Check what's actually slow first
Don't guess. Run EXPLAIN ANALYZE before touching anything.
EXPLAIN ANALYZE
SELECT u.name, count(o.id) AS order_count
FROM users u
JOIN orders o ON o.user_id = u.id
WHERE u.created_at > '2026-01-01'
GROUP BY u.name
ORDER BY order_count DESC
LIMIT 20;
In Postgres, the output shows you execution time, rows scanned vs. rows returned, and which nodes are doing the most work. Look for:
- Seq Scan on a large table: usually means a missing index
- rows=1000000 with actual rows=12: the planner estimated wrong, often due to stale statistics
- Hash Join on a huge table: might be better served with a different join strategy or a filtered subquery
- High actual time on a node that should be cheap: points to data volume or a type mismatch slowing the index lookup
Postgres also has pg_stat_statements, which surfaces your slowest queries by total execution time across all calls:
SELECT query, calls, total_exec_time, mean_exec_time, rows
FROM pg_stat_statements
ORDER BY total_exec_time DESC
LIMIT 10;
Fix the queries at the top of this list. A query taking 800ms that runs 10,000 times a day is more important than one taking 5 seconds that runs twice.
Add the right indexes
The most common cause of slow queries is scanning rows you don't need to. Indexes fix this.
The simplest case: a WHERE clause on an unindexed column.
-- Slow: full table scan on 10M users
SELECT * FROM users WHERE email = 'ada@example.com';
-- Fix
CREATE INDEX CONCURRENTLY idx_users_email ON users (email);
CONCURRENTLY lets the index build without locking the table. Use it in production.
For multi-column filters, column order in the index matters. Put the most selective column first, and match the order of your WHERE clauses:
-- Query filters by status then created_at
SELECT * FROM orders
WHERE status = 'pending' AND created_at > now() - interval '7 days';
-- Index: status first (low cardinality but filters heavily), then created_at
CREATE INDEX idx_orders_status_created ON orders (status, created_at);
If your query includes ORDER BY on the same columns as the WHERE, a covering index avoids a sort step entirely:
-- This query both filters and sorts by created_at
SELECT id, user_id, total FROM orders
WHERE user_id = 42
ORDER BY created_at DESC
LIMIT 10;
-- Covering index: user_id for the filter, created_at for the sort, include the projected columns
CREATE INDEX idx_orders_user_created ON orders (user_id, created_at DESC)
INCLUDE (id, total);
One warning: indexes aren't free. Every write to the table updates every index on it. Don't index every column. Index the columns that appear in WHERE, JOIN ON, and ORDER BY clauses in your slowest queries.
Stop using SELECT *
SELECT * fetches every column from every matched row. If you need 3 columns from a 40-column table, you're reading 37 extra columns from disk on every row.
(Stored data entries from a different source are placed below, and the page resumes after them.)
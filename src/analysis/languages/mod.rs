//! Per-language rule tables.
//!
//! Each language lives in its own module and returns a [`LanguageSpec`]:
//! comment and string delimiters plus an ordered list of recognition rules.
//! The table is built once and shared process-wide; alias keys point at the
//! same `Arc` as their canonical key, so identity comparison
//! ([`Arc::ptr_eq`]) is how callers tell languages apart.
//!
//! # Adding a New Language
//!
//! 1. Create a module in `src/analysis/languages/` exposing `fn spec()`
//! 2. Declare comment/string delimiters and the rule list, most specific first
//! 3. Pick the block, visibility and inheritance styles
//! 4. Add it to [`build_language_specs`] and, if it has file extensions,
//!    to [`language_for_extension`]

mod c;
mod cpp;
mod csharp;
mod elixir;
mod go;
mod haskell;
mod java;
mod javascript;
mod kotlin;
mod lua;
mod perl;
mod php;
mod python;
mod ruby;
mod rust_lang;
mod scala;
mod shell;
mod swift;
mod typescript;
mod zig;

use once_cell::sync::Lazy;
use regex::Regex;
use std::collections::{BTreeSet, HashMap, HashSet};
use std::sync::Arc;

use crate::analysis::ElementKind;
use crate::error::AnalyzerError;

/// Default string delimiters for languages that do not declare their own.
const DEFAULT_STRING_DELIMITERS: &[&str] = &["\"", "'"];

/// How the end line of a block-bearing construct is found.
#[derive(Debug, Clone, Copy, PartialEq, Eq)]
pub enum BlockStyle {
    /// Block ends before the first line indented at or left of the declaration.
    Indentation,
    /// Block ends where `{` / `}` counting returns to zero.
    Braces,
    /// Block ends at a line starting with the given keyword (e.g. `end`).
    Terminator(&'static str),
    /// Constructs are treated as single-line.
    Unknown,
}

/// How declaration visibility is derived.
#[derive(Debug, Clone, Copy, PartialEq, Eq)]
pub enum VisibilityStyle {
    /// Leading underscore marks private names.
    Underscore,
    /// `public` / `private` / `protected` / `internal` keywords.
    AccessKeywords,
    /// Capitalized names are exported.
    Capitalized,
    /// A leading `pub` keyword; everything else is private.
    PubKeyword,
    /// Swift access levels, including `fileprivate` and `open`.
    Swift,
    None,
}

/// How a class/struct/interface inheritance clause is captured.
#[derive(Debug, Clone, Copy, PartialEq, Eq)]
pub enum InheritanceStyle {
    /// `class Name(Base, Mixin)`
    Parenthesized,
    /// `extends X` and `implements Y`
    ExtendsImplements,
    /// `class Name : Base`
    Colon,
    /// `class Name(ctor) : Base`
    KotlinColon,
    /// `class Name < Base`
    LessThan,
    None,
}

/// A recognition rule: lines matching `pattern` are constructs of `kind`.
///
/// Group 1 captures the declaration head; later groups capture the name.
#[derive(Debug, Clone)]
pub struct Rule {
    pub kind: ElementKind,
    pub pattern: Regex,
}

/// Declarative description of one language.
#[derive(Debug)]
pub struct LanguageSpec {
    /// Canonical key, e.g. `python`.
    pub name: &'static str,
    /// Human-readable name, e.g. `Python`.
    pub title: &'static str,
    /// Short keys resolving to this spec.
    pub aliases: &'static [&'static str],
    pub single_comment: Option<&'static str>,
    /// Block comment opener and closer.
    pub multi_comment: Option<(&'static str, &'static str)>,
    /// String delimiters, longest first.
    pub string_delimiters: Vec<&'static str>,
    /// Rules in match order; the first match wins.
    pub rules: Vec<Rule>,
    pub block_style: BlockStyle,
    pub visibility: VisibilityStyle,
    pub inheritance: InheritanceStyle,
    /// Leading indentation carries meaning and must survive compression.
    pub indent_significant: bool,
    /// The block-comment opener doubles as a string delimiter, so it only
    /// opens a comment when nothing but whitespace precedes it.
    pub docstring_comments: bool,
}

impl LanguageSpec {
    fn new(name: &'static str, title: &'static str) -> Self {
        Self {
            name,
            title,
            aliases: &[],
            single_comment: None,
            multi_comment: None,
            string_delimiters: DEFAULT_STRING_DELIMITERS.to_vec(),
            rules: Vec::new(),
            block_style: BlockStyle::Unknown,
            visibility: VisibilityStyle::None,
            inheritance: InheritanceStyle::None,
            indent_significant: false,
            docstring_comments: false,
        }
    }

    fn aliases(mut self, aliases: &'static [&'static str]) -> Self {
        self.aliases = aliases;
        self
    }

    fn single_comment(mut self, token: &'static str) -> Self {
        self.single_comment = Some(token);
        self
    }

    fn multi_comment(mut self, start: &'static str, end: &'static str) -> Self {
        self.multi_comment = Some((start, end));
        self
    }

    fn strings(mut self, delimiters: &[&'static str]) -> Self {
        let mut delimiters = delimiters.to_vec();
        delimiters.sort_by(|a, b| b.len().cmp(&a.len()));
        self.string_delimiters = delimiters;
        self
    }

    fn blocks(mut self, style: BlockStyle) -> Self {
        self.block_style = style;
        self
    }

    fn visibility(mut self, style: VisibilityStyle) -> Self {
        self.visibility = style;
        self
    }

    fn inheritance(mut self, style: InheritanceStyle) -> Self {
        self.inheritance = style;
        self
    }

    fn indent_significant(mut self) -> Self {
        self.indent_significant = true;
        self
    }

    fn docstring_comments(mut self) -> Self {
        self.docstring_comments = true;
        self
    }

    fn rule(mut self, kind: ElementKind, pattern: &str) -> Self {
        let pattern = Regex::new(pattern)
            .unwrap_or_else(|e| panic!("invalid {} rule {:?}: {}", self.name, pattern, e));
        self.rules.push(Rule { kind, pattern });
        self
    }

    /// Find the first rule matching `line`.
    pub fn match_line<'t>(&self, line: &'t str) -> Option<(usize, regex::Captures<'t>)> {
        self.rules
            .iter()
            .enumerate()
            .find_map(|(idx, rule)| rule.pattern.captures(line).map(|caps| (idx, caps)))
    }

    /// Construct kinds this language can produce, by upper-case label.
    pub fn supported_labels(&self) -> BTreeSet<&'static str> {
        let mut labels: BTreeSet<&'static str> =
            self.rules.iter().map(|r| r.kind.label()).collect();
        if self.single_comment.is_some() || self.multi_comment.is_some() {
            labels.insert(ElementKind::CommentSingle.label());
        }
        labels
    }
}

/// Pick the most specific non-empty capture: the highest-numbered group
/// that participated and is not blank.
pub fn most_specific_group(caps: &regex::Captures<'_>) -> Option<String> {
    (1..caps.len())
        .rev()
        .filter_map(|i| caps.get(i))
        .map(|m| m.as_str().trim())
        .find(|s| !s.is_empty())
        .map(str::to_string)
}

/// Immutable mapping from every language key (canonical and alias) to its spec.
#[derive(Debug)]
pub struct LanguageTable {
    specs: HashMap<&'static str, Arc<LanguageSpec>>,
}

impl LanguageTable {
    /// Look up a key after normalization (trim, lower-case, leading dot removed).
    pub fn get(&self, key: &str) -> Option<&Arc<LanguageSpec>> {
        self.specs.get(normalize_key(key).as_str())
    }

    /// Look up a key, failing with the list of supported languages.
    pub fn resolve(&self, key: &str) -> Result<Arc<LanguageSpec>, AnalyzerError> {
        self.get(key)
            .cloned()
            .ok_or_else(|| AnalyzerError::UnsupportedLanguage {
                language: key.to_string(),
                supported: self
                    .canonical_keys()
                    .into_iter()
                    .map(str::to_string)
                    .collect(),
            })
    }

    /// Every registered key, aliases included, in no particular order.
    pub fn keys(&self) -> impl Iterator<Item = &'static str> + '_ {
        self.specs.keys().copied()
    }

    /// Canonical keys of the distinct languages, sorted.
    ///
    /// Aliases are folded by spec identity, not by comparing contents.
    pub fn canonical_keys(&self) -> Vec<&'static str> {
        let mut seen: HashSet<*const LanguageSpec> = HashSet::new();
        let mut keys: Vec<&'static str> = self
            .specs
            .values()
            .filter(|spec| seen.insert(Arc::as_ptr(spec)))
            .map(|spec| spec.name)
            .collect();
        keys.sort_unstable();
        keys
    }

    /// Distinct specs in canonical key order.
    pub fn languages(&self) -> Vec<Arc<LanguageSpec>> {
        self.canonical_keys()
            .into_iter()
            .filter_map(|key| self.specs.get(key).cloned())
            .collect()
    }
}

/// Build the language table. Prefer [`language_table`], which caches it.
pub fn build_language_specs() -> LanguageTable {
    let canonical = vec![
        python::spec(),
        c::spec(),
        cpp::spec(),
        rust_lang::spec(),
        javascript::spec(),
        typescript::spec(),
        java::spec(),
        go::spec(),
        ruby::spec(),
        php::spec(),
        swift::spec(),
        kotlin::spec(),
        scala::spec(),
        lua::spec(),
        shell::spec(),
        perl::spec(),
        haskell::spec(),
        zig::spec(),
        elixir::spec(),
        csharp::spec(),
    ];

    let mut specs = HashMap::new();
    for spec in canonical {
        let spec = Arc::new(spec);
        for alias in spec.aliases {
            specs.insert(*alias, Arc::clone(&spec));
        }
        specs.insert(spec.name, spec);
    }
    LanguageTable { specs }
}

static LANGUAGE_TABLE: Lazy<LanguageTable> = Lazy::new(build_language_specs);

/// The process-wide language table, built on first use.
pub fn language_table() -> &'static LanguageTable {
    &LANGUAGE_TABLE
}

/// Sorted canonical keys of all supported languages.
pub fn supported_languages() -> Vec<&'static str> {
    language_table().canonical_keys()
}

/// Normalize a user-supplied language key: `" .PY "` becomes `"py"`.
pub fn normalize_key(key: &str) -> String {
    let key = key.trim().to_lowercase();
    match key.strip_prefix('.') {
        Some(stripped) => stripped.to_string(),
        None => key,
    }
}

/// Map a file extension (without the dot) to a canonical language key.
pub fn language_for_extension(ext: &str) -> Option<&'static str> {
    match ext.to_ascii_lowercase().as_str() {
        "py" | "pyw" => Some("python"),
        "c" | "h" => Some("c"),
        "cpp" | "cc" | "cxx" | "hpp" | "hh" | "hxx" => Some("cpp"),
        "rs" => Some("rust"),
        "js" | "jsx" | "mjs" | "cjs" => Some("javascript"),
        "ts" | "tsx" | "mts" => Some("typescript"),
        "java" => Some("java"),
        "go" => Some("go"),
        "rb" => Some("ruby"),
        "php" => Some("php"),
        "swift" => Some("swift"),
        "kt" | "kts" => Some("kotlin"),
        "scala" | "sc" => Some("scala"),
        "lua" => Some("lua"),
        "sh" | "bash" | "zsh" => Some("shell"),
        "pl" | "pm" => Some("perl"),
        "hs" => Some("haskell"),
        "zig" => Some("zig"),
        "ex" | "exs" => Some("elixir"),
        "cs" => Some("csharp"),
        _ => None,
    }
}

/// Detect the language of `path` from its extension.
pub fn detect_language(path: &std::path::Path) -> Option<&'static str> {
    path.extension()
        .and_then(|e| e.to_str())
        .and_then(language_for_extension)
}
-- Slow: reads all 40 columns
SELECT * FROM events WHERE user_id = 42;
-- Fast: reads only what you need
SELECT id, event_type, created_at FROM events WHERE user_id = 42;
This matters more than it sounds. Wide tables with JSONB or TEXT columns balloon row sizes. Fetching those columns takes real I/O even when you immediately discard them in application code.
Fix N+1 queries
N+1 is the most common application-level performance problem. It happens when you load a list of records and then query for related data on each one individually.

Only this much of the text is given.